Fumaça


Ana Helena Reis

Fumaça
Ana Helena Reis

A casa tinha uma sala ampla, onde ficava a lareira que, mesmo enfumaçada, aquecia o ambiente e convidava a família a juntar. Os pequenos se jogavam nos almofadões, os casais dividiam as poltronas, e todos cabiam ali ao seu redor. A avó colocava os pés gelados praticamente encostados nas brasas dos nós de pinho, que exalavam um perfume amadeirado e inconfundível. Ali ficava contemplando o fogo, enquanto travessas de pipoca estouradas na panela eram disputadas por crianças e adultos. Essa alquimia temperava o sabor dos jogos de cartas à noite, dos planos de passeios para o dia seguinte, enquanto embalava a soneca de D. Dina.

Ainda hoje sente nos olhos o ardor de fumaça da lareira. O fog tomava conta da sala inteira, e as roupas com cheiro defumado acompanhavam a família durante toda a temporada. Sorri ao lembrar da avó que, alheia a tudo, de vez em quando soltava baforadas daquela fumaça perfumada em que estava envolta e perguntava: “Fumaça? Que fumaça?”

Na porta de entrada, galochas empoeiradas das crianças se sucederam por duas gerações. Depois de despidas, exibiam meias encardidas, que enfeitavam o varal atrás da casa e viravam bandeirolas durante a madrugada.
Na esplanada em frente à casa, os adultos sentavam a conversar e observar a criançada, aproveitando o sol da tarde.

Foi em uma tarde dessas que ele apareceu.
– Boa tarde, vim consertar a lareira, a pedido de D. Dina.
Ela mediu o rapaz, fixou em seus olhos e perguntou:
- Como D.Dina entrou em contato, visto que não sai de casa e não usa o telefone já há tempos?
– Mandou um recado, disse que viesse hoje sem falta, que tinha que ser hoje – respondeu o limpador de chaminés.
Depois de consultar os outros, achou por bem deixar o rapaz fazer o serviço – Vai que ele consegue acabar com a fumaça?- pensou.

Telhado acima, lá se foi o limpador de chaminés, sob os olhares curiosos das crianças e uma certa incredulidade dos adultos – afinal há tantos anos lutavam contra o entupimento da lareira...

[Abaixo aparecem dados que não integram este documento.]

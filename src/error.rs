//! Error types for cglyph

use thiserror::Error;

/// Result type alias for cglyph operations
pub type Result<T> = std::result::Result<T, HighlightError>;

/// Highlighting error types
///
/// Nothing inside the highlighting core surfaces these to the user; they are
/// logged and absorbed. Only configuration loading and the binary propagate them.
#[derive(Error, Debug)]
pub enum HighlightError {
    #[error("invalid pattern '{pattern}': {source}")]
    PatternCompile {
        pattern: String,
        #[source]
        source: regex::Error,
    },

    #[error("invalid range {start}..{end} for text of length {len}")]
    InvalidRange { start: usize, end: usize, len: usize },

    #[error("configuration error: {0}")]
    Config(#[from] toml::de::Error),

    #[error("I/O error: {0}")]
    Io(#[from] std::io::Error),

    #[error("highlight worker is not running")]
    WorkerUnavailable,

    #[error("{0}")]
    Message(String),
}
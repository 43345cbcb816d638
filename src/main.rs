//! cglyph - print a C source file with syntax colors

use std::env;
use std::fs;
use std::io;
use std::path::PathBuf;
use std::process;
use std::time::{Duration, Instant};

use cglyph::display::{self, RenderOptions};
use cglyph::error::{HighlightError, Result};
use cglyph::{CodeEditor, Config, EditorSurface, Layout, StyledBuffer};

/// Longest time to wait for highlighting before printing anyway
const SETTLE_TIMEOUT: Duration = Duration::from_secs(10);

/// Parsed command line
#[derive(Debug, Default)]
struct Args {
    config: Option<PathBuf>,
    lines: Option<(usize, usize)>,
    color: bool,
    line_numbers: bool,
    file: Option<PathBuf>,
}

fn main() {
    if let Err(e) = run() {
        eprintln!("Error: {}", e);
        process::exit(1);
    }
}

fn run() -> Result<()> {
    let Some(args) = parse_args(env::args().skip(1))? else {
        return Ok(());
    };
    init_logging();

    let config = match &args.config {
        Some(path) => Config::load_from(path)?,
        None => Config::load(),
    };

    let file = args
        .file
        .ok_or_else(|| HighlightError::Message("no input file (try --help)".to_string()))?;
    let text = fs::read_to_string(&file)?;

    let mut buffer = StyledBuffer::new();
    if let Some((first, last)) = args.lines {
        // One pixel per line, so the viewport is exactly the requested lines
        buffer.set_layout(Layout {
            line_height_px: 1,
            height_px: last.saturating_sub(first) as u32,
        });
    }

    let mut editor = CodeEditor::with_config(buffer, &config);
    let now = Instant::now();
    match args.lines {
        Some((first, _)) => {
            let surface = editor.surface_mut();
            surface.set_text(&text);
            surface.scroll_to_line(first);
            surface.take_events();
            editor.refresh_visible(now);
        }
        None => editor.set_text(&text, now),
    }
    if !editor.settle(SETTLE_TIMEOUT) {
        tracing::warn!("highlighting did not finish in time");
    }
    tracing::debug!(stats = ?editor.scheduler().stats(), "done");

    let options = RenderOptions {
        color: args.color,
        line_numbers: args.line_numbers,
        lines: args.lines,
    };
    let stdout = io::stdout();
    display::render(editor.surface(), &mut stdout.lock(), &options)?;
    Ok(())
}

/// Parse arguments; `None` means help or version was printed
fn parse_args<I: Iterator<Item = String>>(mut iter: I) -> Result<Option<Args>> {
    let mut args = Args {
        color: true,
        ..Args::default()
    };

    while let Some(arg) = iter.next() {
        match arg.as_str() {
            "--help" | "-h" => {
                print_usage();
                return Ok(None);
            }
            "--version" | "-V" => {
                print_version();
                return Ok(None);
            }
            "--config" | "-c" => {
                let path = iter.next().ok_or_else(|| missing_value(&arg))?;
                args.config = Some(PathBuf::from(path));
            }
            "--lines" | "-l" => {
                let range = iter.next().ok_or_else(|| missing_value(&arg))?;
                args.lines = Some(parse_line_range(&range)?);
            }
            "--no-color" => args.color = false,
            "--line-numbers" | "-n" => args.line_numbers = true,
            _ if arg.starts_with('-') => {
                return Err(HighlightError::Message(format!("unknown option '{}'", arg)));
            }
            _ => args.file = Some(PathBuf::from(&arg)),
        }
    }

    Ok(Some(args))
}

fn missing_value(flag: &str) -> HighlightError {
    HighlightError::Message(format!("{} needs a value", flag))
}

/// Parse `A:B` (1-based, inclusive) into a 0-based line range
fn parse_line_range(s: &str) -> Result<(usize, usize)> {
    let invalid = || HighlightError::Message(format!("invalid line range '{}', expected A:B", s));
    let (a, b) = s.split_once(':').ok_or_else(invalid)?;
    let first: usize = a.trim().parse().map_err(|_| invalid())?;
    let last: usize = b.trim().parse().map_err(|_| invalid())?;
    if first == 0 || last < first {
        return Err(invalid());
    }
    Ok((first - 1, last - 1))
}

/// Log to stderr, filtered by `RUST_LOG` (default: warnings)
fn init_logging() {
    let filter = tracing_subscriber::EnvFilter::try_from_default_env()
        .unwrap_or_else(|_| tracing_subscriber::EnvFilter::new("warn"));
    let _ = tracing_subscriber::fmt()
        .with_env_filter(filter)
        .with_writer(io::stderr)
        .try_init();
}

fn print_usage() {
    println!("cglyph {} - syntax-colored C source printer", env!("CARGO_PKG_VERSION"));
    println!();
    println!("Usage: cglyph [OPTIONS] FILE");
    println!();
    println!("Options:");
    println!("  -h, --help          Show this help message");
    println!("  -V, --version       Show version information");
    println!("  -c, --config PATH   Read settings from PATH instead of ~/.cglyph.toml");
    println!("  -l, --lines A:B     Print lines A through B (highlights only around them)");
    println!("  -n, --line-numbers  Prefix lines with their number");
    println!("      --no-color      Print plain text");
    println!();
    println!("Set RUST_LOG=debug to trace highlighting passes.");
}

fn print_version() {
    println!("cglyph {}", env!("CARGO_PKG_VERSION"));
}
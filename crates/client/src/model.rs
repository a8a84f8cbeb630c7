//! Model descriptors, references, and matching rules.
//!
//! A model can be addressed three ways: by its full server descriptor,
//! by URL, or by a `Site:Name` shorthand string. [`ModelRef`] is the
//! single validating parse point for all three shapes; every
//! model-targeted operation classifies its input through it before
//! touching the network.

use std::collections::BTreeMap;
use std::fmt;
use std::sync::LazyLock;

use chrono::{DateTime, Utc};
use regex::Regex;
use serde::{Deserialize, Serialize};
use serde_json::{Map, Value};

use crate::error::ClientError;

static URL_RE: LazyLock<Regex> =
    LazyLock::new(|| Regex::new(r"^https?://").expect("valid regex"));

static SITE_NAME_RE: LazyLock<Regex> =
    LazyLock::new(|| Regex::new(r"^[A-Z]\w+:[\w-]+").expect("valid regex"));

static DOMAIN_RE: LazyLock<Regex> = LazyLock::new(|| {
    Regex::new(r"https?://([\w-]+\.)*([\w-]+\.[\w-]+)/([\w-]+/)*(.*?)/?$").expect("valid regex")
});

static MODEL_TYPE_RE: LazyLock<Regex> =
    LazyLock::new(|| Regex::new(r"ctbrec\.sites\.\w+\.(\w+)Model").expect("valid regex"));

/// A model descriptor as stored on the server.
///
/// Only the attributes the client reasons about are typed; everything
/// else round-trips through `extra` so descriptors can be echoed back
/// to the server unchanged.
#[derive(Debug, Clone, PartialEq, Serialize, Deserialize)]
#[serde(rename_all = "camelCase")]
pub struct Model {
    /// Fully-qualified server-side type string, e.g.
    /// `ctbrec.sites.example.ExampleModel`. `null` in synthetic
    /// descriptors sent with `startByUrl`/`startByName`.
    #[serde(rename = "type")]
    pub model_type: Option<String>,
    pub name: String,
    pub url: String,
    #[serde(skip_serializing_if = "Option::is_none")]
    pub priority: Option<i64>,
    #[serde(skip_serializing_if = "Option::is_none")]
    pub marked_for_later: Option<bool>,
    #[serde(skip_serializing_if = "Option::is_none")]
    pub suspended: Option<bool>,
    /// Epoch-millisecond timestamp after which recording stops.
    #[serde(skip_serializing_if = "Option::is_none")]
    pub record_until: Option<i64>,
    #[serde(skip_serializing_if = "Option::is_none")]
    pub record_until_subsequent_action: Option<String>,
    /// Server fields the client does not interpret.
    #[serde(flatten)]
    pub extra: Map<String, Value>,
}

impl Model {
    pub fn marked_for_later(&self) -> bool {
        self.marked_for_later.unwrap_or(false)
    }

    pub fn suspended(&self) -> bool {
        self.suspended.unwrap_or(false)
    }
}

/// A validated reference to a model, in one of the three recognized
/// shapes.
#[derive(Debug, Clone, PartialEq)]
pub enum ModelRef {
    /// Full descriptor containing at least `type`, `name`, `url`.
    Descriptor(Model),
    /// Bare model page URL.
    Url(String),
    /// `Site:Name` shorthand.
    Shorthand(String),
}

impl ModelRef {
    /// Classify a raw JSON value as one of the three reference shapes.
    ///
    /// This is the only place the classification rules live.
    /// Classification is total and exclusive; anything else is an
    /// [`ClientError::InvalidModelDefinition`].
    pub fn parse(value: &Value) -> Result<Self, ClientError> {
        match value {
            Value::Object(map)
                if ["type", "name", "url"].iter().all(|k| map.contains_key(*k)) =>
            {
                Ok(Self::Descriptor(serde_json::from_value(value.clone())?))
            }
            Value::String(s) => Self::parse_str(s),
            other => Err(ClientError::InvalidModelDefinition(format!(
                "model must be one of [url, Site:Name, descriptor], got: {other}"
            ))),
        }
    }

    /// Classify a string reference as either a URL or a `Site:Name`
    /// shorthand.
    pub fn parse_str(s: &str) -> Result<Self, ClientError> {
        if URL_RE.is_match(s) {
            Ok(Self::Url(s.to_string()))
        } else if SITE_NAME_RE.is_match(s) {
            Ok(Self::Shorthand(s.to_string()))
        } else {
            Err(ClientError::InvalidModelDefinition(format!(
                "model must be one of [url, Site:Name, descriptor], got: {s}"
            )))
        }
    }
}

impl From<Model> for ModelRef {
    fn from(model: Model) -> Self {
        Self::Descriptor(model)
    }
}

impl fmt::Display for ModelRef {
    fn fmt(&self, f: &mut fmt::Formatter<'_>) -> fmt::Result {
        match self {
            ModelRef::Descriptor(m) => match model_id(m) {
                Some(id) => write!(f, "{id}"),
                None => write!(f, "{}", m.name),
            },
            ModelRef::Url(u) => write!(f, "{u}"),
            ModelRef::Shorthand(s) => write!(f, "{s}"),
        }
    }
}

/// Derive a model's canonical `Site:Name` id from its type string.
///
/// Returns `None` when the type string does not follow the
/// `ctbrec.sites.<pkg>.<Site>Model` pattern.
pub fn model_id(model: &Model) -> Option<String> {
    let model_type = model.model_type.as_deref()?;
    let site = MODEL_TYPE_RE.captures(model_type)?.get(1)?.as_str();
    Some(format!("{site}:{}", model.name))
}

/// Check whether two model URLs address the same model.
///
/// Exact match after trimming whitespace and trailing slashes, or
/// agreement on both the registrable domain and the final path segment
/// (which is assumed to be the model's display name).
pub fn url_match(url1: &str, url2: &str) -> bool {
    let u1 = url1.trim().trim_end_matches('/');
    let u2 = url2.trim().trim_end_matches('/');
    if u1 == u2 {
        return true;
    }
    match (domain_and_name(u1), domain_and_name(u2)) {
        (Some((d1, n1)), Some((d2, n2))) => d1 == d2 && n1 == n2,
        _ => false,
    }
}

/// Extract `(registrable domain, last path segment)` from a model URL.
fn domain_and_name(url: &str) -> Option<(&str, &str)> {
    let caps = DOMAIN_RE.captures(url)?;
    Some((caps.get(2)?.as_str(), caps.get(4)?.as_str()))
}

/// Find a model in a listing keyed by `Site:Name` id.
///
/// Descriptors match on exact `(type, name)`, URLs via [`url_match`],
/// shorthands by direct key lookup.
pub fn find_in_listing<'a>(
    models: &'a BTreeMap<String, Model>,
    reference: &ModelRef,
) -> Option<&'a Model> {
    match reference {
        ModelRef::Descriptor(d) => models
            .values()
            .find(|m| m.model_type == d.model_type && m.name == d.name),
        ModelRef::Url(url) => models.values().find(|m| url_match(&m.url, url)),
        ModelRef::Shorthand(s) => models.get(s.as_str()),
    }
}

/// A `recordUntil` value before normalization to epoch milliseconds.
#[derive(Debug, Clone, Copy, PartialEq, Eq)]
pub enum RecordUntil {
    /// An absolute instant.
    At(DateTime<Utc>),
    /// A small hour count, interpreted relative to "now".
    Hours(i64),
    /// An absolute epoch-millisecond timestamp.
    Millis(i64),
}

/// Raw integers below this are read as hours-from-now rather than as
/// epoch milliseconds.
const HOURS_CUTOFF: i64 = 10_000;

impl RecordUntil {
    /// Interpret a raw integer the way the server's clients always
    /// have: small values are hours from now, anything else is an
    /// absolute epoch-millisecond timestamp.
    pub fn from_raw(value: i64) -> Self {
        if value < HOURS_CUTOFF {
            Self::Hours(value)
        } else {
            Self::Millis(value)
        }
    }

    /// Normalize to an absolute epoch-millisecond timestamp.
    pub fn to_millis(self, now: DateTime<Utc>) -> i64 {
        match self {
            Self::At(instant) => instant.timestamp_millis(),
            Self::Hours(hours) => now.timestamp_millis() + hours * 3_600_000,
            Self::Millis(millis) => millis,
        }
    }
}

/// A partial set of model property overrides.
#[derive(Debug, Clone, Default, PartialEq)]
pub struct ModelProps {
    pub priority: Option<i64>,
    pub marked_for_later: Option<bool>,
    pub suspended: Option<bool>,
    pub record_until: Option<RecordUntil>,
    pub record_until_subsequent_action: Option<String>,
}

impl ModelProps {
    /// Resolve the set properties to their wire keys and values,
    /// normalizing `recordUntil` against `now`.
    pub fn resolve(&self, now: DateTime<Utc>) -> Map<String, Value> {
        let mut map = Map::new();
        if let Some(priority) = self.priority {
            map.insert("priority".into(), priority.into());
        }
        if let Some(later) = self.marked_for_later {
            map.insert("markedForLater".into(), later.into());
        }
        if let Some(suspended) = self.suspended {
            map.insert("suspended".into(), suspended.into());
        }
        if let Some(record_until) = self.record_until {
            map.insert("recordUntil".into(), record_until.to_millis(now).into());
        }
        if let Some(action) = &self.record_until_subsequent_action {
            map.insert("recordUntilSubsequentAction".into(), action.clone().into());
        }
        map
    }
}

/// Overlay resolved properties onto a descriptor unconditionally,
/// returning a new descriptor. Used when adding by full descriptor, so
/// partial property sets never reach the server.
pub fn apply_props(model: &Model, props: &Map<String, Value>) -> Result<Model, ClientError> {
    let mut map = to_wire_map(model)?;
    for (key, value) in props {
        map.insert(key.clone(), value.clone());
    }
    Ok(serde_json::from_value(Value::Object(map))?)
}

/// Merge resolved properties onto a descriptor, keeping only keys the
/// descriptor already carries. Returns the new descriptor and the list
/// of ignored keys.
pub fn merge_existing_props(
    model: &Model,
    props: &Map<String, Value>,
) -> Result<(Model, Vec<String>), ClientError> {
    let mut map = to_wire_map(model)?;
    let mut ignored = Vec::new();
    for (key, value) in props {
        if map.contains_key(key) {
            map.insert(key.clone(), value.clone());
        } else {
            ignored.push(key.clone());
        }
    }
    Ok((serde_json::from_value(Value::Object(map))?, ignored))
}

fn to_wire_map(model: &Model) -> Result<Map<String, Value>, ClientError> {
    match serde_json::to_value(model)? {
        Value::Object(map) => Ok(map),
        _ => unreachable!("a model always serializes to a JSON object"),
    }
}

Aos poucos foram sendo atirados de lá de cima chumaços de folhas secas grudadas, que se instalaram nas paredes da chaminé ano após ano. A cada investida, outra camada mais profunda, mais carbonizada, dificultando a passagem da fumaça, impedindo o fluxo natural das chamas que, uma vez cumprida sua missão, deveriam se desprender em direção à vastidão do céu.

Era quase noite quando o limpador de chaminés se despediu, dando por concluído o trabalho.
Foi preparar um jantar especial e os aperitivos, pois essa prometia ser a primeira noite sem fumaça, algo a se comemorar. As crianças tomaram um banho caprichado, os adultos escolheram uma roupa que ainda não tinha sido defumada, e D. Dina apareceu vestida com seu melhor traje, cabelo arrumado, uma leve maquiagem e um sorriso nos lábios como há muito não se via.

Tudo pronto, momento de acender a lareira. A tarefa coube ao neto mais velho, que solenemente jogou o fósforo na pilha de lenha, gravetos e nós de pinho cuidadosamente arrumados, de forma a produzir uma pequena pirâmide por onde o ar poderia circular, ajudando a combustão.

A família reunida, olhos fixos no crepitar do fogo, as labaredas subindo e a chaminé sugando como nunca havia feito. Palmas, gritos de alegria, abraços e vivas ecoaram pela sala.
Correu para agradecer à avó, sentada solenemente com os pés próximos ao fogo, como de costume.

Ela, porém, havia se despedido junto com a fumaça.